A new quilt block (#188) has been installed on the shores of Lake Hartwell, on the wood-working shop of Jere duBois at 880 Cartee Road, south of Seneca, SC. The original quilter is the accomplished Joy duBois, whose workshop lies in the walkout basement of their beautiful retirement home. Her quilts decorate every room of the spacious home and are a sight to see and enjoy.
Joy duBois relates that her husband has always hankered after a Mariner’s Compass, but for years she told him, “No, that’s too hard.” Not after she took a class at Heirlooms and Comforts with her friend, Judy Lardiere. They did their first paper piecing and each of them made a beautiful Mariner’s Compass quilt. Joy gave hers to Jere for his birthday.
duBois is now hooked on piecing, and applique, and color selection, and 1930s reproduction fabrics! Sounds like a quilter. Visiting her workspace is a delight to the eyes, with many quilts in various stages of production.
Moving south from St. Charles, IL, forty-seven years ago, Joy and Jere opened a convenience store on Old Clemson Highway in what is now a fraternity house. They lived upstairs, while Joy ran the business and Jere worked as a real estate broker for Coldwell-Banker, where he continues to be employed. After moving to South Carolina, Joy decided to make a quilt for her daughter from old dresses she wore as a child. She planned to gift the quilt to her for her high school graduation, but shares that it was actually completed for her graduation from university. She did discover the Heirlooms and Comforts Quilt Shop during that time, and took many classes there throughout the years.

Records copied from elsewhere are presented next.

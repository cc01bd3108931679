#[cfg(feature = "sea-orm")]
use sea_orm::prelude::StringLen;

use serde::{Deserialize, Serialize};
use std::fmt;
use std::str::FromStr;

/// Mood attached to a journal entry.
///
/// The catalog is fixed: five moods, each with a stable id, a display label,
/// an emoji, and a sentiment score on a 1-10 scale. Analytics aggregate over
/// the scores, so they are part of the contract and must not be renumbered.
///
/// When the `sea-orm` feature is enabled, this enum can be used directly in SeaORM entities.
#[derive(Clone, Copy, Debug, PartialEq, Eq, Hash, Serialize, Deserialize, utoipa::ToSchema)]
#[cfg_attr(
    feature = "sea-orm",
    derive(sea_orm::DeriveActiveEnum, sea_orm::EnumIter),
    sea_orm(rs_type = "String", db_type = "String(StringLen::None)")
)]
#[serde(rename_all = "lowercase")]
pub enum Mood {
    #[cfg_attr(feature = "sea-orm", sea_orm(string_value = "overjoyed"))]
    Overjoyed,
    #[cfg_attr(feature = "sea-orm", sea_orm(string_value = "happy"))]
    Happy,
    #[cfg_attr(feature = "sea-orm", sea_orm(string_value = "neutral"))]
    Neutral,
    #[cfg_attr(feature = "sea-orm", sea_orm(string_value = "sad"))]
    Sad,
    #[cfg_attr(feature = "sea-orm", sea_orm(string_value = "angry"))]
    Angry,
}

impl Mood {
    /// All moods, ordered from highest to lowest score.
    pub const ALL: &'static [Mood] = &[
        Self::Overjoyed,
        Self::Happy,
        Self::Neutral,
        Self::Sad,
        Self::Angry,
    ];

    /// Stable identifier, used on the wire and in storage.
    pub fn as_str(&self) -> &'static str {
        match self {
            Self::Overjoyed => "overjoyed",
            Self::Happy => "happy",
            Self::Neutral => "neutral",
            Self::Sad => "sad",
            Self::Angry => "angry",
        }
    }

    /// Human-readable label.
    pub fn label(&self) -> &'static str {
        match self {
            Self::Overjoyed => "Overjoyed",
            Self::Happy => "Happy",
            Self::Neutral => "Neutral",
            Self::Sad => "Sad",
            Self::Angry => "Angry",
        }
    }

    pub fn emoji(&self) -> &'static str {
        match self {
            Self::Overjoyed => "🥳",
            Self::Happy => "😊",
            Self::Neutral => "😐",
            Self::Sad => "😢",
            Self::Angry => "😡",
        }
    }

    /// Sentiment score on a 1-10 scale.
    pub fn score(&self) -> i32 {
        match self {
            Self::Overjoyed => 10,
            Self::Happy => 8,
            Self::Neutral => 5,
            Self::Sad => 3,
            Self::Angry => 2,
        }
    }

    /// Look up a mood by the key a client supplied.
    ///
    /// Keys are matched case-insensitively, so `"HAPPY"`, `"happy"` and
    /// `"Happy"` all resolve to [`Mood::Happy`]. Returns `None` for anything
    /// outside the catalog.
    pub fn from_key(key: &str) -> Option<Mood> {
        match key.to_uppercase().as_str() {
            "OVERJOYED" => Some(Self::Overjoyed),
            "HAPPY" => Some(Self::Happy),
            "NEUTRAL" => Some(Self::Neutral),
            "SAD" => Some(Self::Sad),
            "ANGRY" => Some(Self::Angry),
            _ => None,
        }
    }
}

impl fmt::Display for Mood {
    fn fmt(&self, f: &mut fmt::Formatter<'_>) -> fmt::Result {
        f.write_str(self.as_str())
    }
}

/// Error when parsing an invalid mood id.
#[derive(Debug, Clone, PartialEq, Eq)]
pub struct ParseMoodError {
    invalid: String,
}

impl fmt::Display for ParseMoodError {
    fn fmt(&self, f: &mut fmt::Formatter<'_>) -> fmt::Result {
        write!(
            f,
            "Invalid mood '{}'. Valid values: {}",
            self.invalid,
            Mood::ALL
                .iter()
                .map(|m| m.as_str())
                .collect::<Vec<_>>()
                .join(", ")
        )
    }
}

impl std::error::Error for ParseMoodError {}

impl FromStr for Mood {
    type Err = ParseMoodError;

    fn from_str(s: &str) -> Result<Self, Self::Err> {
        match s {
            "overjoyed" => Ok(Self::Overjoyed),
            "happy" => Ok(Self::Happy),
            "neutral" => Ok(Self::Neutral),
            "sad" => Ok(Self::Sad),
            "angry" => Ok(Self::Angry),
            _ => Err(ParseMoodError {
                invalid: s.to_string(),
            }),
        }
    }
}

/// One-line reading of an average mood score, for the analytics summary.
pub fn trend_for_average(average: f64) -> &'static str {
    if average >= 8.0 {
        "You've been on a high note"
    } else if average >= 6.0 {
        "Overall positive"
    } else if average >= 4.0 {
        "Holding steady"
    } else if average >= 2.0 {
        "Running a little low"
    } else {
        "A rough stretch"
    }
}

duBois has been an inspiration to the Trail. You can see reproductions of her beautiful quilting at Six Mile Park. She and Sue Hackett produced #171, Quilted Tulips and soon to be added Gardener’s Delight. Joy has worked with many quilters in the area. A technique she and Gail Sexton learned together will be added soon at the City of Pickens Chamber of Commerce, and who knows where next? We have plans!